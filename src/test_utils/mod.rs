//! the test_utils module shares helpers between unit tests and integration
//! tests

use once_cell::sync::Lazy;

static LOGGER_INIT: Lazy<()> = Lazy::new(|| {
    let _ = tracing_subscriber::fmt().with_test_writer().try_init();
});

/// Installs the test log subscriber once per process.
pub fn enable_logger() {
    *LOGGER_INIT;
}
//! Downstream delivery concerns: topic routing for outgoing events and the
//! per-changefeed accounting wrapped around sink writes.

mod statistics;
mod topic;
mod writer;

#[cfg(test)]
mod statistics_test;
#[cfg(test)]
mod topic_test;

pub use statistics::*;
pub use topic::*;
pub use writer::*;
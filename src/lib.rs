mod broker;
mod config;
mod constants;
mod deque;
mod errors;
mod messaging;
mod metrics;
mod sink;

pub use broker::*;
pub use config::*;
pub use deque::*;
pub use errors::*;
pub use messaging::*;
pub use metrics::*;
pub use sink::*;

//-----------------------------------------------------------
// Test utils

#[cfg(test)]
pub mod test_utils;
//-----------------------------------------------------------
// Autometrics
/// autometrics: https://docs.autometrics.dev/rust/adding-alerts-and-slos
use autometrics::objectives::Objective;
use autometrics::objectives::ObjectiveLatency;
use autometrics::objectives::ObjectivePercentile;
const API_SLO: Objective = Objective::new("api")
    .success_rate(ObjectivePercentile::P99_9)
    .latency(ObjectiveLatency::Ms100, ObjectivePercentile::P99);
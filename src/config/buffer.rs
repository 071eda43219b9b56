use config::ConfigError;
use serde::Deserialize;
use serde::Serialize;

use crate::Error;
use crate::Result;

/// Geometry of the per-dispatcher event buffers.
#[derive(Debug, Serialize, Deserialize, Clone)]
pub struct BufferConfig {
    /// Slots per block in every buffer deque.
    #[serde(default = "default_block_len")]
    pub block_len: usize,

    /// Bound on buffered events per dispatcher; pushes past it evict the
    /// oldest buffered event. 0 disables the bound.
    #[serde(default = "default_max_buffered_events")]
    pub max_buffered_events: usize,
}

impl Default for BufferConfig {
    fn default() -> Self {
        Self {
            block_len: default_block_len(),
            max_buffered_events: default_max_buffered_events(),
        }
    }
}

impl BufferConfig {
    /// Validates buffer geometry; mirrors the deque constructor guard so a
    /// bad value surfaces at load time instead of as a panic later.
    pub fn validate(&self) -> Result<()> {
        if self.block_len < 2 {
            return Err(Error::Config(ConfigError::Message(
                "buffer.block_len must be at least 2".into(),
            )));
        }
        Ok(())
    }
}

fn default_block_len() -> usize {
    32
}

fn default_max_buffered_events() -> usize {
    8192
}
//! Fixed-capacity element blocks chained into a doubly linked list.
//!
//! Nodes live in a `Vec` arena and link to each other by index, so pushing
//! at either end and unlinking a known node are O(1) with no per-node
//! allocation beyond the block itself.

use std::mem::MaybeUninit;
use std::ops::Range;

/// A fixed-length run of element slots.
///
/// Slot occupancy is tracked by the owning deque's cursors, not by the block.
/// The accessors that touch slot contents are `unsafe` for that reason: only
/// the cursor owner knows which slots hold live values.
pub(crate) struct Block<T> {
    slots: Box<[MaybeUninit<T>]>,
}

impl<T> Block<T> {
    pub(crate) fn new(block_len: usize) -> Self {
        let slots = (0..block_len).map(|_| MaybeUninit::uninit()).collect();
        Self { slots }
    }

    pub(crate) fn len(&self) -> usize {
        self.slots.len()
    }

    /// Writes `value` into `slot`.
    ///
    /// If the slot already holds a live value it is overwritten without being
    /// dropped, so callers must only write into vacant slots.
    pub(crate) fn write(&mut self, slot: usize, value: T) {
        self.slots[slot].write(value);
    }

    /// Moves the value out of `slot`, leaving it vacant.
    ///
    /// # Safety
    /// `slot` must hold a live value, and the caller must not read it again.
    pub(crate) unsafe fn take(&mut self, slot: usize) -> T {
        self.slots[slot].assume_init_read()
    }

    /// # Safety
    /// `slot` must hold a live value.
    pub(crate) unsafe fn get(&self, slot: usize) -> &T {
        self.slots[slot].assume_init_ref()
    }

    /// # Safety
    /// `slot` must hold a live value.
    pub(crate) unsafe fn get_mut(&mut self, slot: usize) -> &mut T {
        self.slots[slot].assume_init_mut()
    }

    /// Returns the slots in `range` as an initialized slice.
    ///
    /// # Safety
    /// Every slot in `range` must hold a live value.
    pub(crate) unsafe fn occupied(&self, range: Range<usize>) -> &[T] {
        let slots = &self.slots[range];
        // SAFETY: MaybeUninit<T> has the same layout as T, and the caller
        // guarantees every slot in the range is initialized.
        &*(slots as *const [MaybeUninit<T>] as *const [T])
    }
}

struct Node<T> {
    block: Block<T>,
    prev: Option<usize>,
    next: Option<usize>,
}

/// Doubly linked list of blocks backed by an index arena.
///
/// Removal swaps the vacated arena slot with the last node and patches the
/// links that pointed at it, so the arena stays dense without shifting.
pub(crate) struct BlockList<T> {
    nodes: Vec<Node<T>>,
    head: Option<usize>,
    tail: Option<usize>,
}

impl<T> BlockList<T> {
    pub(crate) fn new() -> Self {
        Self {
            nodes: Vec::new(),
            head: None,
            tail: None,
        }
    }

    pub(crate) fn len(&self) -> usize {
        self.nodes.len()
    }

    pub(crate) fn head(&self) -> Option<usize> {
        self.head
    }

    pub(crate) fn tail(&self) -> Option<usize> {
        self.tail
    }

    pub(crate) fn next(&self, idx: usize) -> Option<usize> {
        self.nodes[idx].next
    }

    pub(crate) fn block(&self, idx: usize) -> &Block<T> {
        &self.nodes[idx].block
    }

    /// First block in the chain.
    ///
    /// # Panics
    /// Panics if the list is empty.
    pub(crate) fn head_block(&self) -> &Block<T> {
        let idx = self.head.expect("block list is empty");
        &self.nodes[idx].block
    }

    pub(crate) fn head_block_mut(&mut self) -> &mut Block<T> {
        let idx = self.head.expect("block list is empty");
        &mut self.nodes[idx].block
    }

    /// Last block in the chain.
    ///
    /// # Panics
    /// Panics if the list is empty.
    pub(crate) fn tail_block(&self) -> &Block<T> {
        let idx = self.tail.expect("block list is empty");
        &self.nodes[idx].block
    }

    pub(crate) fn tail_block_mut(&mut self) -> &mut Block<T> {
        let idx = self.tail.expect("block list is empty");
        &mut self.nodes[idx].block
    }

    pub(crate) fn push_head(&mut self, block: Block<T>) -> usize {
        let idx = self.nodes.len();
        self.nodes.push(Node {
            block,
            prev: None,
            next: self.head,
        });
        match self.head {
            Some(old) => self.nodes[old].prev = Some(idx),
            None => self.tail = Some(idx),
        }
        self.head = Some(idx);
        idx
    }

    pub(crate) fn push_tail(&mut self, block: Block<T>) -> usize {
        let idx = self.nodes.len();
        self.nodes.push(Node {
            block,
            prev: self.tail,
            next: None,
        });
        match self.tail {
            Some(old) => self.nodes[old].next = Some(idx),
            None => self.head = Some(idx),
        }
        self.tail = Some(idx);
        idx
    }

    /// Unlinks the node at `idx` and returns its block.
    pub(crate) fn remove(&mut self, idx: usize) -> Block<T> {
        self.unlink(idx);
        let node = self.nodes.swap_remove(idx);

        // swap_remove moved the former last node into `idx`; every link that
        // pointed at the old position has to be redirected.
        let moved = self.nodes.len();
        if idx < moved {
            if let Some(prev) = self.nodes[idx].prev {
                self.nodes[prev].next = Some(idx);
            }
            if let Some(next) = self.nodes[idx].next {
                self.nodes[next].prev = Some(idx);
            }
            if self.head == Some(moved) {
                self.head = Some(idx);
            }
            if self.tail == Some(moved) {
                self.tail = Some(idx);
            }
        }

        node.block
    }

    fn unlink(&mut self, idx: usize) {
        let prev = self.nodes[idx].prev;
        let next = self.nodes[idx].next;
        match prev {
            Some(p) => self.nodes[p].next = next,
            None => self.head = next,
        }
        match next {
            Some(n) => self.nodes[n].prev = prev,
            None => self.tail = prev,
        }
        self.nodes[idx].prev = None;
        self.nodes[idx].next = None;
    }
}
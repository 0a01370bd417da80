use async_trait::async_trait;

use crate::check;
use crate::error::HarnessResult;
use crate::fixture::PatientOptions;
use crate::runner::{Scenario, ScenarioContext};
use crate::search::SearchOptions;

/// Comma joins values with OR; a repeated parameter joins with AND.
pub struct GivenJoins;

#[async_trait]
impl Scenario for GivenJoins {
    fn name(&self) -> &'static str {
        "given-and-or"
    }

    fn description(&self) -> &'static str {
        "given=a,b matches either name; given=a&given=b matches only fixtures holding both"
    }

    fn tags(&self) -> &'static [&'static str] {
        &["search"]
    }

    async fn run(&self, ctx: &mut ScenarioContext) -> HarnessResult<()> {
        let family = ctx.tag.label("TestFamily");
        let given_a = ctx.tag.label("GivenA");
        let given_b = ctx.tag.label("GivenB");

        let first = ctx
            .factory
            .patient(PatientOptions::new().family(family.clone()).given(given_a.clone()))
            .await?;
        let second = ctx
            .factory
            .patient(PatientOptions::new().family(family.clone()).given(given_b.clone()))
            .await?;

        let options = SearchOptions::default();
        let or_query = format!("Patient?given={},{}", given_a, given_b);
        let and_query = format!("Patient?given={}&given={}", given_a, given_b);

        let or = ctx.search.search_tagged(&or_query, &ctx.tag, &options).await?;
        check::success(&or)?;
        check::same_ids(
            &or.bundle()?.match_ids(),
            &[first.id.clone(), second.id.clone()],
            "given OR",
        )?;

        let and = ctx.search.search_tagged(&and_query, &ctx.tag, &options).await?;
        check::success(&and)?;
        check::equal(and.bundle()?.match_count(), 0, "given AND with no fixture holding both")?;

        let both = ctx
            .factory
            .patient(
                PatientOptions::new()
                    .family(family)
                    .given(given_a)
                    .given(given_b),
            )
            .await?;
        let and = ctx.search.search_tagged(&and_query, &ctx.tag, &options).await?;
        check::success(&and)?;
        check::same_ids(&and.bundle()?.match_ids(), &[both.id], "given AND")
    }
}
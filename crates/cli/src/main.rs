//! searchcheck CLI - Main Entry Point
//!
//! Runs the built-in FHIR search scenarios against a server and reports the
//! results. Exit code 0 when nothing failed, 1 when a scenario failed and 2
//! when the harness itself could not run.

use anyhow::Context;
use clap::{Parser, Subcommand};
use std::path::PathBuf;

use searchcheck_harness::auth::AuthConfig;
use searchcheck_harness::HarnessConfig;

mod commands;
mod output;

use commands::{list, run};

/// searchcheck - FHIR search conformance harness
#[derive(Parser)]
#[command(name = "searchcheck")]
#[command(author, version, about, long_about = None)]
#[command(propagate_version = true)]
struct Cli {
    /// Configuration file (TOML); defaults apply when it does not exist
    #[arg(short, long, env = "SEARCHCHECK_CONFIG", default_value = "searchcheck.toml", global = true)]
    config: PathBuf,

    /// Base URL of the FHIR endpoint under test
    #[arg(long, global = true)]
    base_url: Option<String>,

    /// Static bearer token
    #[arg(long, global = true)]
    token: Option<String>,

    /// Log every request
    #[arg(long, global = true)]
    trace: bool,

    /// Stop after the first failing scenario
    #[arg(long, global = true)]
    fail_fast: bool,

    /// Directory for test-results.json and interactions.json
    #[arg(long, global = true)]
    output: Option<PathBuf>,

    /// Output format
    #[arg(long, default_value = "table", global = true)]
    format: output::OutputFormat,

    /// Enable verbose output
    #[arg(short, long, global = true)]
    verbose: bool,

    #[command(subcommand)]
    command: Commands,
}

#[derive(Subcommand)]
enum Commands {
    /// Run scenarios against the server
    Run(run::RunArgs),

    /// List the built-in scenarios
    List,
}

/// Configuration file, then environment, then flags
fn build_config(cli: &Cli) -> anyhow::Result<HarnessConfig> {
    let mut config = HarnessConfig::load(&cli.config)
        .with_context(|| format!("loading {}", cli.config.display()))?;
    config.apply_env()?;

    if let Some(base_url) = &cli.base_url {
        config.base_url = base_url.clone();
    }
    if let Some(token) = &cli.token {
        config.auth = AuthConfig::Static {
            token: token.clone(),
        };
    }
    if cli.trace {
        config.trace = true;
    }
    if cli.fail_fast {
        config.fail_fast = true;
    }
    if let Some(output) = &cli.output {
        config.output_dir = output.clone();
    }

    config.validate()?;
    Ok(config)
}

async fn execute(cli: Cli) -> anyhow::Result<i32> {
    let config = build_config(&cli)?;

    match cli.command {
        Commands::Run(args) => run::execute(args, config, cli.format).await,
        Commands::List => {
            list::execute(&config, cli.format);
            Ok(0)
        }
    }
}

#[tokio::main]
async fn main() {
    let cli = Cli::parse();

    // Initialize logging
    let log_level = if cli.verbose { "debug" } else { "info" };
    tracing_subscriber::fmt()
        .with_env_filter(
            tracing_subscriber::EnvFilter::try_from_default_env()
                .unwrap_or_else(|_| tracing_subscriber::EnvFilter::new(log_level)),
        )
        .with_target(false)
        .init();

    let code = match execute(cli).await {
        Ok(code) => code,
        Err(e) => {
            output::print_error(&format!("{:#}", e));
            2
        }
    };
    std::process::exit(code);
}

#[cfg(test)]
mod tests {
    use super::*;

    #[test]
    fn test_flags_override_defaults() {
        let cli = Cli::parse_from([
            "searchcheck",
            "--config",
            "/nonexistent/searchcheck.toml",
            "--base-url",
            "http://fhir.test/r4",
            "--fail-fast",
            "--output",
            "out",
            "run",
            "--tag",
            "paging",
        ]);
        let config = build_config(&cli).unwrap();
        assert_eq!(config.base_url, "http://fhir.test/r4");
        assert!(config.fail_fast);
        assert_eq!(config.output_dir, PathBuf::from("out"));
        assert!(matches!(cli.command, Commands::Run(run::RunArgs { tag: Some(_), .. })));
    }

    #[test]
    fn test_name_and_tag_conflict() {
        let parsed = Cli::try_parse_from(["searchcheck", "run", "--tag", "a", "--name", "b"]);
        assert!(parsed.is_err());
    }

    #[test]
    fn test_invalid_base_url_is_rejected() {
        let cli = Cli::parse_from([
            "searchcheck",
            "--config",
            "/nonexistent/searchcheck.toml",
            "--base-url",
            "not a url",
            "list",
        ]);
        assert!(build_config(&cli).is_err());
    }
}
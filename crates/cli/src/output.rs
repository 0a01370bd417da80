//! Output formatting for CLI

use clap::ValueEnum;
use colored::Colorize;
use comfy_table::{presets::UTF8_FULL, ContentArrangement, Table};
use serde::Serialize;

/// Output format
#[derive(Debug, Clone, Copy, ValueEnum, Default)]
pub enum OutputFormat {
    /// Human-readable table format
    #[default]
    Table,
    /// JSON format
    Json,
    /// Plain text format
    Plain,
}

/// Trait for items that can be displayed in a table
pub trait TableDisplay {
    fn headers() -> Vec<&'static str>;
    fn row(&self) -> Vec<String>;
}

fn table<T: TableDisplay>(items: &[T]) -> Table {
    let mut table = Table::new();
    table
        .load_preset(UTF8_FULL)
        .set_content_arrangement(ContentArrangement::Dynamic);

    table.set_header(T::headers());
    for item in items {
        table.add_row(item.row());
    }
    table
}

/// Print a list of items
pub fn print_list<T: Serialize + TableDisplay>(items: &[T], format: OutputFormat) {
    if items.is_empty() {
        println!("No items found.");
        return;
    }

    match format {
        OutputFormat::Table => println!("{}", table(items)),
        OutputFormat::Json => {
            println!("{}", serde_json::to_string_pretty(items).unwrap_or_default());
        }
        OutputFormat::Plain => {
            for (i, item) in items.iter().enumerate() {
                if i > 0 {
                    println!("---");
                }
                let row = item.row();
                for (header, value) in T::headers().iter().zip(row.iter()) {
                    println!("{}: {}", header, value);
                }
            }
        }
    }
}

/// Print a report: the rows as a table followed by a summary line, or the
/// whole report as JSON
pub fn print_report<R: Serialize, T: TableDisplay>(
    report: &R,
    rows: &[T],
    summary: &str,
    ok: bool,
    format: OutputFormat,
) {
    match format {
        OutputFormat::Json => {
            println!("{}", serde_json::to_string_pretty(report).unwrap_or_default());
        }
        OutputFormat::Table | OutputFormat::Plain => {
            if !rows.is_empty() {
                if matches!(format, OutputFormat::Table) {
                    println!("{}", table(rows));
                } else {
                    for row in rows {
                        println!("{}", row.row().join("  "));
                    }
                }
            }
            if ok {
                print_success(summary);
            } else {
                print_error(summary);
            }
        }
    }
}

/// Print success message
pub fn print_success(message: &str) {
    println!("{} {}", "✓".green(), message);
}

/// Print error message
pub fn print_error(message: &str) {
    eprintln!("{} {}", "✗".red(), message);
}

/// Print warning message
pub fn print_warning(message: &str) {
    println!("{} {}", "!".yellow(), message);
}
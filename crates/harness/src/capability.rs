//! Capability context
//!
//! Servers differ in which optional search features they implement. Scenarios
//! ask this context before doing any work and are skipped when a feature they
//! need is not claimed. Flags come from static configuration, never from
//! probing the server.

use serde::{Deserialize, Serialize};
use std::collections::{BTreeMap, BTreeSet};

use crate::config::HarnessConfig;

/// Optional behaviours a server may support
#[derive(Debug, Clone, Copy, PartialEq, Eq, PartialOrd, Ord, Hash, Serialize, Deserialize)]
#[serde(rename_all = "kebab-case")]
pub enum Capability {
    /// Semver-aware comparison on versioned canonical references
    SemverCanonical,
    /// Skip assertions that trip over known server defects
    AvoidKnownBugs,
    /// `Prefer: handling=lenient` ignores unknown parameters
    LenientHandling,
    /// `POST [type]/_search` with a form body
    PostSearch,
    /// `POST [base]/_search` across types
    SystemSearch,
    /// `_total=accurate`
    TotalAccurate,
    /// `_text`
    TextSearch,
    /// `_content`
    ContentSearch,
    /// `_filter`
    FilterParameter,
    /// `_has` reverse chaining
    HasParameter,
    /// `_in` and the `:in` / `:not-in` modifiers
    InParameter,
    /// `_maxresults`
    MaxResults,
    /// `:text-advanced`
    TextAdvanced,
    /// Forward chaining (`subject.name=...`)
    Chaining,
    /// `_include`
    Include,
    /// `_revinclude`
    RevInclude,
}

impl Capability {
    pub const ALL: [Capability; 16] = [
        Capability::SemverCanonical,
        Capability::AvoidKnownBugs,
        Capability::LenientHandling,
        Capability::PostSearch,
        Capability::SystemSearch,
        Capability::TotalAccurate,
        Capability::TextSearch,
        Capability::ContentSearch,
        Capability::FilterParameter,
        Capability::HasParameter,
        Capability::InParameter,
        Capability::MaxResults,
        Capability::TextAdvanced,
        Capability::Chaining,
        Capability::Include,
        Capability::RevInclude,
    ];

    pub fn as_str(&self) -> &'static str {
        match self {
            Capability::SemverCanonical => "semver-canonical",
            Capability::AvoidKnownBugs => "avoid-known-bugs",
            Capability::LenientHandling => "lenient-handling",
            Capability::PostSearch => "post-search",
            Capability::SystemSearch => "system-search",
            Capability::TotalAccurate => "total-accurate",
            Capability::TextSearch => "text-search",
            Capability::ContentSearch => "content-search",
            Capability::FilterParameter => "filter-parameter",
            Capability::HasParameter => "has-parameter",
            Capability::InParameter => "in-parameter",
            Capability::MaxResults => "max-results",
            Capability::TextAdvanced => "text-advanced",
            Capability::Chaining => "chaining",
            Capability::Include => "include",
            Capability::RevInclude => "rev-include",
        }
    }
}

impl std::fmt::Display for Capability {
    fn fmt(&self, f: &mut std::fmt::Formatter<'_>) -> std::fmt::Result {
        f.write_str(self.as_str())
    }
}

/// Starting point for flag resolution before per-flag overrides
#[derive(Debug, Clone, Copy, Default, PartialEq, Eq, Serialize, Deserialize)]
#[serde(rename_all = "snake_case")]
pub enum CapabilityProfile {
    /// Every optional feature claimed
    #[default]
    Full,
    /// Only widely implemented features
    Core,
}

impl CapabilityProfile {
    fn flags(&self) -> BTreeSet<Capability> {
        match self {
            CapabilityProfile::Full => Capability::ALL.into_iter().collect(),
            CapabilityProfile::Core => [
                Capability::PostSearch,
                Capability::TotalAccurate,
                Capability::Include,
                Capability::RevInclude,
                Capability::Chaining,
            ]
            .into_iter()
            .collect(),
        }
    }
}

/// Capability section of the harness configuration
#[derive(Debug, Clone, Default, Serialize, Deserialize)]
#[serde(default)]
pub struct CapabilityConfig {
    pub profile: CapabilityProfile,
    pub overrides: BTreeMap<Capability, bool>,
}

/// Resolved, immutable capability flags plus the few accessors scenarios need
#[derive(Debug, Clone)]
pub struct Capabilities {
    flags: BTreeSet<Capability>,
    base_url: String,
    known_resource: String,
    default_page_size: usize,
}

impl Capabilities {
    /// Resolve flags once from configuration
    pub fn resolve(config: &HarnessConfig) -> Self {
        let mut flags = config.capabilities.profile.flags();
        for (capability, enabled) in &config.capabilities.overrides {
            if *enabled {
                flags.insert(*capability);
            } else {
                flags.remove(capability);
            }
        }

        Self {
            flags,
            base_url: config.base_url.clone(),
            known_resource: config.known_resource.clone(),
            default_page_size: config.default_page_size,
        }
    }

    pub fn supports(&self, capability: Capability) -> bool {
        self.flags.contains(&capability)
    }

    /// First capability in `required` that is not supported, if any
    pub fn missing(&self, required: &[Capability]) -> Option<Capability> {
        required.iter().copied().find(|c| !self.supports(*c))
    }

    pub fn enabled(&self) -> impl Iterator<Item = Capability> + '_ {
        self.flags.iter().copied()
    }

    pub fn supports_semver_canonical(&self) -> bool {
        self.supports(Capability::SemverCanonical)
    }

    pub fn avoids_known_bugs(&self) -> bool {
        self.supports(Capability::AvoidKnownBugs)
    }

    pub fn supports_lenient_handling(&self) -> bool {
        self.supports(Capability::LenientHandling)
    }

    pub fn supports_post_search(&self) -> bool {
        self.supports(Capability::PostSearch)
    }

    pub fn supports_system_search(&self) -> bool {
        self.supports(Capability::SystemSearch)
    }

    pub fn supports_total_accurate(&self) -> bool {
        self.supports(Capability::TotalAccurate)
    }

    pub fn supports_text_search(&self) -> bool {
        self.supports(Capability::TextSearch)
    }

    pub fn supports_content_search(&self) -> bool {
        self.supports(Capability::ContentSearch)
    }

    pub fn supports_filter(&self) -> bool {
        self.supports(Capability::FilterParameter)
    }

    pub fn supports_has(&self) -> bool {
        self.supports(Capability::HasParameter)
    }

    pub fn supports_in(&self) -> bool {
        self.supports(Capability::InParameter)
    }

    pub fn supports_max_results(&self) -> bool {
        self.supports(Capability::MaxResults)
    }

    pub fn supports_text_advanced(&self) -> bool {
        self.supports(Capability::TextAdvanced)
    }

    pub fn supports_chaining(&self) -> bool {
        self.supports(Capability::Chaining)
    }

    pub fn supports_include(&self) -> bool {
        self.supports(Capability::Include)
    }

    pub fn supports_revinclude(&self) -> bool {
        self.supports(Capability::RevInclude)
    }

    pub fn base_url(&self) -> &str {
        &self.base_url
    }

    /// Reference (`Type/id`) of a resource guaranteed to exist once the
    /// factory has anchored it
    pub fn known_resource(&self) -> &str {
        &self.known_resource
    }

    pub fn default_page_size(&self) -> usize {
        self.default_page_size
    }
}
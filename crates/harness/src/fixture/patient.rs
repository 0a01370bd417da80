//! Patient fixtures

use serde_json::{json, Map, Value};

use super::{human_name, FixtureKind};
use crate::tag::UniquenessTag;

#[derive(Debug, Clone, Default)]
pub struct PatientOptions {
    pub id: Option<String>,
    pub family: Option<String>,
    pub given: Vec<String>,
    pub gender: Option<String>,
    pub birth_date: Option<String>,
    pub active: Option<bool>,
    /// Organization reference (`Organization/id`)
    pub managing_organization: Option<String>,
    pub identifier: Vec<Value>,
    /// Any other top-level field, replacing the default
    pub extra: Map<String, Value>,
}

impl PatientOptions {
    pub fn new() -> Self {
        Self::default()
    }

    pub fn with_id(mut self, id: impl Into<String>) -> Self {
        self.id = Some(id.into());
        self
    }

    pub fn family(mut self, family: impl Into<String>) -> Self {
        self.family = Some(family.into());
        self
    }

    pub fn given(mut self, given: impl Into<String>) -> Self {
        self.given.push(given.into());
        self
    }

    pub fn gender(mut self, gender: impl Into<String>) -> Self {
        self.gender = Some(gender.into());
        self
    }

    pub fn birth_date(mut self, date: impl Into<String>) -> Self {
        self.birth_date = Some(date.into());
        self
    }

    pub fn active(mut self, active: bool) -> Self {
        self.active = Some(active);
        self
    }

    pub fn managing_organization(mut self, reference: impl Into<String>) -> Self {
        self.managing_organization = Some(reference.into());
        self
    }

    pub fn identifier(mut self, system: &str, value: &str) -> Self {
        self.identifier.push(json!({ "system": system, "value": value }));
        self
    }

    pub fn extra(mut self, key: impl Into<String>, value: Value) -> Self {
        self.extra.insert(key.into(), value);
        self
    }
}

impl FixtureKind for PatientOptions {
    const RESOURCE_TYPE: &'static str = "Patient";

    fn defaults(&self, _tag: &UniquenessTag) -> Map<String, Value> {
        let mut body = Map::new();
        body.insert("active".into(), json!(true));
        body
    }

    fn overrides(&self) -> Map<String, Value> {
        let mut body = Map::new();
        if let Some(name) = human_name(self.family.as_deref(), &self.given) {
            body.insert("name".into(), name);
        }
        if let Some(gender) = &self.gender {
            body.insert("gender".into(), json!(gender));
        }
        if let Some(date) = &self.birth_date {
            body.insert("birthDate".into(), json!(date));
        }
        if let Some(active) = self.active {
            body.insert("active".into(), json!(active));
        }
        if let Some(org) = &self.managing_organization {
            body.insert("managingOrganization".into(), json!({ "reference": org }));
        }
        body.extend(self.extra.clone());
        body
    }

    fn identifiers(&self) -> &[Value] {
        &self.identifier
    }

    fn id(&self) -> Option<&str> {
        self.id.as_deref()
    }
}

TASK PROMPT:
When a line in the data holds the word "summary", show that line.

WRITTEN REPLY:
/// Print a report: the rows as a table followed by a summary line, or the
    summary: &str,
                print_success(summary);
                print_error(summary);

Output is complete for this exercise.